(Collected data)
=== Begin Enclosure ===
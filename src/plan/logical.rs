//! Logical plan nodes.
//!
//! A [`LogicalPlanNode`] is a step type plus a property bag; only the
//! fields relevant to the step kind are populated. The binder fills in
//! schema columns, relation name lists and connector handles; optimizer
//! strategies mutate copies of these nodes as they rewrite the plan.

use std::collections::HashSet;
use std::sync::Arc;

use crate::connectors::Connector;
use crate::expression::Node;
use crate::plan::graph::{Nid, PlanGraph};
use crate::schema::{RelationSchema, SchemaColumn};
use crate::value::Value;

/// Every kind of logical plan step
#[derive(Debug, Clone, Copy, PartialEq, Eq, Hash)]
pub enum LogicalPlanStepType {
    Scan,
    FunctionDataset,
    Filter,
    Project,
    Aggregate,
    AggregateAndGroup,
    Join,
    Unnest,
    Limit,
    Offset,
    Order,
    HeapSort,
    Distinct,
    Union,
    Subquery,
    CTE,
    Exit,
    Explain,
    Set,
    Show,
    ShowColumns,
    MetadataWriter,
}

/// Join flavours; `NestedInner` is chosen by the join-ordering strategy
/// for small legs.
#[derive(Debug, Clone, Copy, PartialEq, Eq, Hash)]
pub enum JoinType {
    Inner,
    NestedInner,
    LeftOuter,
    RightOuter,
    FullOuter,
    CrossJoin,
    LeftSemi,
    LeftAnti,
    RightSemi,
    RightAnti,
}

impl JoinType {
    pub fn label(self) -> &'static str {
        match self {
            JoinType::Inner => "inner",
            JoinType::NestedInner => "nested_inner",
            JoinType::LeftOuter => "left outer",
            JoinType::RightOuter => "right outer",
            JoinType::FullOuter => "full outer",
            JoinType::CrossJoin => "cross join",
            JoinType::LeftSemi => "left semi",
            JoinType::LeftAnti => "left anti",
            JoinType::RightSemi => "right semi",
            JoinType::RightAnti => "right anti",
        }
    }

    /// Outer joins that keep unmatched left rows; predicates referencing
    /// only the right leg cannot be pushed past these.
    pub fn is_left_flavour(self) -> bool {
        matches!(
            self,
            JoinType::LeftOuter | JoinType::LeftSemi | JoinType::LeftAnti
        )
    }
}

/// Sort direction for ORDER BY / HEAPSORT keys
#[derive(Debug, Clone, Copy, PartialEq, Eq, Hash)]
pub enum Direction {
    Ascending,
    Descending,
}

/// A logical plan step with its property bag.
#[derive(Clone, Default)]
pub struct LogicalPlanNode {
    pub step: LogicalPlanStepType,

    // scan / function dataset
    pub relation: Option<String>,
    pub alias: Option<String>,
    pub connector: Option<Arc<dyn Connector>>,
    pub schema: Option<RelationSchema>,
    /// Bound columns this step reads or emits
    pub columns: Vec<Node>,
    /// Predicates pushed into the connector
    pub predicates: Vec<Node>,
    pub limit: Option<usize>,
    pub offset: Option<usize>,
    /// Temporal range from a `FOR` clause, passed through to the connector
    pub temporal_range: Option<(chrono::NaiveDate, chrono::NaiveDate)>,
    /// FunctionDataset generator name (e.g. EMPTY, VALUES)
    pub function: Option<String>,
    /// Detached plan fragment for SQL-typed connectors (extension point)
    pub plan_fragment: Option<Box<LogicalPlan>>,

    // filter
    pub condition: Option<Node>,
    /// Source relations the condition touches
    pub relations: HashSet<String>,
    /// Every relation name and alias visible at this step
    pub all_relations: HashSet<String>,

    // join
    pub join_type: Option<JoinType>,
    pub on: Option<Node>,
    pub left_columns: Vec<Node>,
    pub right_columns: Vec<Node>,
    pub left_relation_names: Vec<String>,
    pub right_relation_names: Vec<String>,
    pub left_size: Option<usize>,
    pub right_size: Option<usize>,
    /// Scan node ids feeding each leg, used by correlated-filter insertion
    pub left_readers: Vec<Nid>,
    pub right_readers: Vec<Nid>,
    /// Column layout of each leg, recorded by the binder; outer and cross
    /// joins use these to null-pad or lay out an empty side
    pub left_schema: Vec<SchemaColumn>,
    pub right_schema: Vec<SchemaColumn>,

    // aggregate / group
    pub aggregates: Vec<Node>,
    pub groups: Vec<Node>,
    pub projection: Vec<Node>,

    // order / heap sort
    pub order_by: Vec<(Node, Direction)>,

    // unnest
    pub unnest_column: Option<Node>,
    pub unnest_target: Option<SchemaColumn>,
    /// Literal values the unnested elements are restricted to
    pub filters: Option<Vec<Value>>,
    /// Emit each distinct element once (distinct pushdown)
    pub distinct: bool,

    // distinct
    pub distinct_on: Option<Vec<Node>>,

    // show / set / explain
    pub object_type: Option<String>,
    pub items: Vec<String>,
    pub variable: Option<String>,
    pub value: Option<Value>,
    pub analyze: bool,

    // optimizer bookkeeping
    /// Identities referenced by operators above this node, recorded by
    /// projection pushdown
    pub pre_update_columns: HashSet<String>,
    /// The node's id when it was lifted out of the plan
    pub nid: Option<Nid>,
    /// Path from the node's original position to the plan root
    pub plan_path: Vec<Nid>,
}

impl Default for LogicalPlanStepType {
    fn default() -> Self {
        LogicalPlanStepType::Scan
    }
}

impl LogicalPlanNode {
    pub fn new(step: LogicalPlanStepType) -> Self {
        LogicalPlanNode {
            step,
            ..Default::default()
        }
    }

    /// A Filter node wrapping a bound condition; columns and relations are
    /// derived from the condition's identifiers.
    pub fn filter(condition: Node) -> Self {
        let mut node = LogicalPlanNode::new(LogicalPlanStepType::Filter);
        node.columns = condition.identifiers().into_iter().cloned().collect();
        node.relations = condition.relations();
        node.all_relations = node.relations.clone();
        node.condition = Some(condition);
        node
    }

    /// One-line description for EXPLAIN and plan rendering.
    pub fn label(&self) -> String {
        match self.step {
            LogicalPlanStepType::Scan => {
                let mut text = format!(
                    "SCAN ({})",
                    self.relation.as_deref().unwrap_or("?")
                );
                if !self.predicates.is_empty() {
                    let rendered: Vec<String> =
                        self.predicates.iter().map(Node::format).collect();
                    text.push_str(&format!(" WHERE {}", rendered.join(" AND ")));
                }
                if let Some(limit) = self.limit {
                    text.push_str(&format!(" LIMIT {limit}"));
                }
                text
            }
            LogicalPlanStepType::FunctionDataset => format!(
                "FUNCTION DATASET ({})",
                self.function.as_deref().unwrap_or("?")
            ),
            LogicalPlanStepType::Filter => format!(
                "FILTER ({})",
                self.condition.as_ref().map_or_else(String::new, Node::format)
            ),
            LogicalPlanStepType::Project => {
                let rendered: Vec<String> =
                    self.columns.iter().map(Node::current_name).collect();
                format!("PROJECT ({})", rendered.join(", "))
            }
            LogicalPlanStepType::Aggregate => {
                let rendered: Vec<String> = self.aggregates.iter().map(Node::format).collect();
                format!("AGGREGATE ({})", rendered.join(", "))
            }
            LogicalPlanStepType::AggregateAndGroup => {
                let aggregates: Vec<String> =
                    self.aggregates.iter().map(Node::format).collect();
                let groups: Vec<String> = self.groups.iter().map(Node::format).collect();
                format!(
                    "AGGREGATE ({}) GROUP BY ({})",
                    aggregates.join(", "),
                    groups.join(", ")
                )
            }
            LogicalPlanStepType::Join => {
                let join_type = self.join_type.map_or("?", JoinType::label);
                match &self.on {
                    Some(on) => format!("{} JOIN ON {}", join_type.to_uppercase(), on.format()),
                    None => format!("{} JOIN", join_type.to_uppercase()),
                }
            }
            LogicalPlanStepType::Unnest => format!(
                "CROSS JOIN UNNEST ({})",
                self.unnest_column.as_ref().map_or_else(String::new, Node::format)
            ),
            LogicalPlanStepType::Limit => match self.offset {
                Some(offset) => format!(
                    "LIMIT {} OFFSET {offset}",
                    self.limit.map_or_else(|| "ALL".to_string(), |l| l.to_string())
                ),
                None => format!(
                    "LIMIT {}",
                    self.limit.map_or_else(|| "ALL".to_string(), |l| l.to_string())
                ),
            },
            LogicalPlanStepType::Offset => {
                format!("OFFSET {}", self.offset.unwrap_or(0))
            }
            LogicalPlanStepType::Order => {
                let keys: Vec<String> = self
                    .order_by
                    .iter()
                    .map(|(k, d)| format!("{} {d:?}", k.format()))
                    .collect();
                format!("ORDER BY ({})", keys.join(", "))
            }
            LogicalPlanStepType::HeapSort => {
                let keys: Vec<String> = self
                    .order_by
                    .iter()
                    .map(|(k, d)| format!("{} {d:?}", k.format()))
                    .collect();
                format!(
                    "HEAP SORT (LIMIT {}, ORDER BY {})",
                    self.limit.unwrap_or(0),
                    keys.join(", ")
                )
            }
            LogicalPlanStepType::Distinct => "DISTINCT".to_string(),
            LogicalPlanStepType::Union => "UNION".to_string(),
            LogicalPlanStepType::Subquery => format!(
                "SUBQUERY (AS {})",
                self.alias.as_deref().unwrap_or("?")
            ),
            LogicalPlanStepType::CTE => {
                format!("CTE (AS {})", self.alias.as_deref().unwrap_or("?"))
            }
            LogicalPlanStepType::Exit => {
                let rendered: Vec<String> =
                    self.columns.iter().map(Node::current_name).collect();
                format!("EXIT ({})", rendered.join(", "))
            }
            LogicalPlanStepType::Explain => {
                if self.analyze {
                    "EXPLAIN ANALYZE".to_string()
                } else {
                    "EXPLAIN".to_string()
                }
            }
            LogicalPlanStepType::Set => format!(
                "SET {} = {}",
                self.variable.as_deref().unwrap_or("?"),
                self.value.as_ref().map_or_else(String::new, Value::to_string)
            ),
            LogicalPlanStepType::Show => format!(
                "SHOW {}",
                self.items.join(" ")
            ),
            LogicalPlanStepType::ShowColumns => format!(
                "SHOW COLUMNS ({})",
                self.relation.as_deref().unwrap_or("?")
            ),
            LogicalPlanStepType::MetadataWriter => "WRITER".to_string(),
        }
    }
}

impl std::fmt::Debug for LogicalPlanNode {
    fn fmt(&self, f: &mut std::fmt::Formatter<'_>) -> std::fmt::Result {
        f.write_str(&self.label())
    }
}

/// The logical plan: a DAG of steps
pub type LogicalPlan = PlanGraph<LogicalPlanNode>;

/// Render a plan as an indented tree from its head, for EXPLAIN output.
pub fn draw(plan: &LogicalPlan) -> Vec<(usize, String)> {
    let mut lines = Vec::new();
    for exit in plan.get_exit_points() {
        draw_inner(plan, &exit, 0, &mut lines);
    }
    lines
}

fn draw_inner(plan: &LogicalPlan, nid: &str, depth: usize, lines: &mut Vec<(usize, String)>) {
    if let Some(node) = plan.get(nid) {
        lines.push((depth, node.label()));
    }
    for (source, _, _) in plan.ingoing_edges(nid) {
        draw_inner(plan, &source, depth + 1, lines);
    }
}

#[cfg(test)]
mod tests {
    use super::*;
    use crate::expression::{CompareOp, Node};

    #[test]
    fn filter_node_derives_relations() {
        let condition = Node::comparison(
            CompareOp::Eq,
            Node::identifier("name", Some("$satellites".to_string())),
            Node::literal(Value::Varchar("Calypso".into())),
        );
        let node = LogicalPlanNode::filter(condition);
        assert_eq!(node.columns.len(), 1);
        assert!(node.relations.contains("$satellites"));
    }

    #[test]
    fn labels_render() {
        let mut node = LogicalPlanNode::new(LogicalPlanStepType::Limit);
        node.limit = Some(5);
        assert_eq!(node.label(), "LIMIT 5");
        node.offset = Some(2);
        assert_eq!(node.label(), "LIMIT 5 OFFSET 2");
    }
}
=== End Enclosure ===
**Task goal**
Locate the word "property" in the records above, and return each line that has it.

**Written answer**
//! A [`LogicalPlanNode`] is a step type plus a property bag; only the
/// A logical plan step with its property bag.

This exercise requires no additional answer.